** Work request **
Would you copy all lines in the data that contain the word "static"?

** Listed entries **

※

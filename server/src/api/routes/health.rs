//! Health check endpoint

use axum::Json;
use axum::http::StatusCode;
use axum::response::IntoResponse;
use serde::Serialize;

#[derive(Serialize)]
pub struct HealthResponse {
    pub status: &'static str,
    pub version: &'static str,
}

pub async fn health() -> impl IntoResponse {
    (
        StatusCode::OK,
        Json(HealthResponse {
            status: "ok",
            version: env!("CARGO_PKG_VERSION"),
        }),
    )
}
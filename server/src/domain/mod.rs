//! Trace analytics engine
//!
//! Pure functions over spans and trace summaries. Nothing here performs I/O.
//!
//! - `tree` - span forest with cycle breaking and timing offsets
//! - `timeline` - collapsible rows, bar geometry and axis ticks
//! - `metrics` - latency percentiles, rates and breakdowns
//! - `filters` - trace list filtering, sorting and span search
//! - `status` - trace-level success / slow / error buckets
//! - `summary` - trace index built from raw spans
//! - `sessions` - trace grouping by session

pub mod filters;
pub mod metrics;
pub mod sessions;
pub mod status;
pub mod summary;
pub mod timeline;
pub mod tree;

pub use filters::{FilterContext, QuickStats, TraceFilter, TraceFilterParams};
pub use metrics::{MetricsOptions, TraceMetrics, compute_metrics};
pub use sessions::{SessionGrouping, TraceSessionSummary, group_by_session};
pub use status::{DurationThresholds, TraceStatus, TraceStatusIndex};
pub use summary::summarize_traces;
pub use timeline::{CollapsedSet, TimelineLayout, TimelineOptions};
pub use tree::{SpanForest, TimelineSpan, build_span_tree};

※

** Response **
    pub status: &'static str,
    pub version: &'static str,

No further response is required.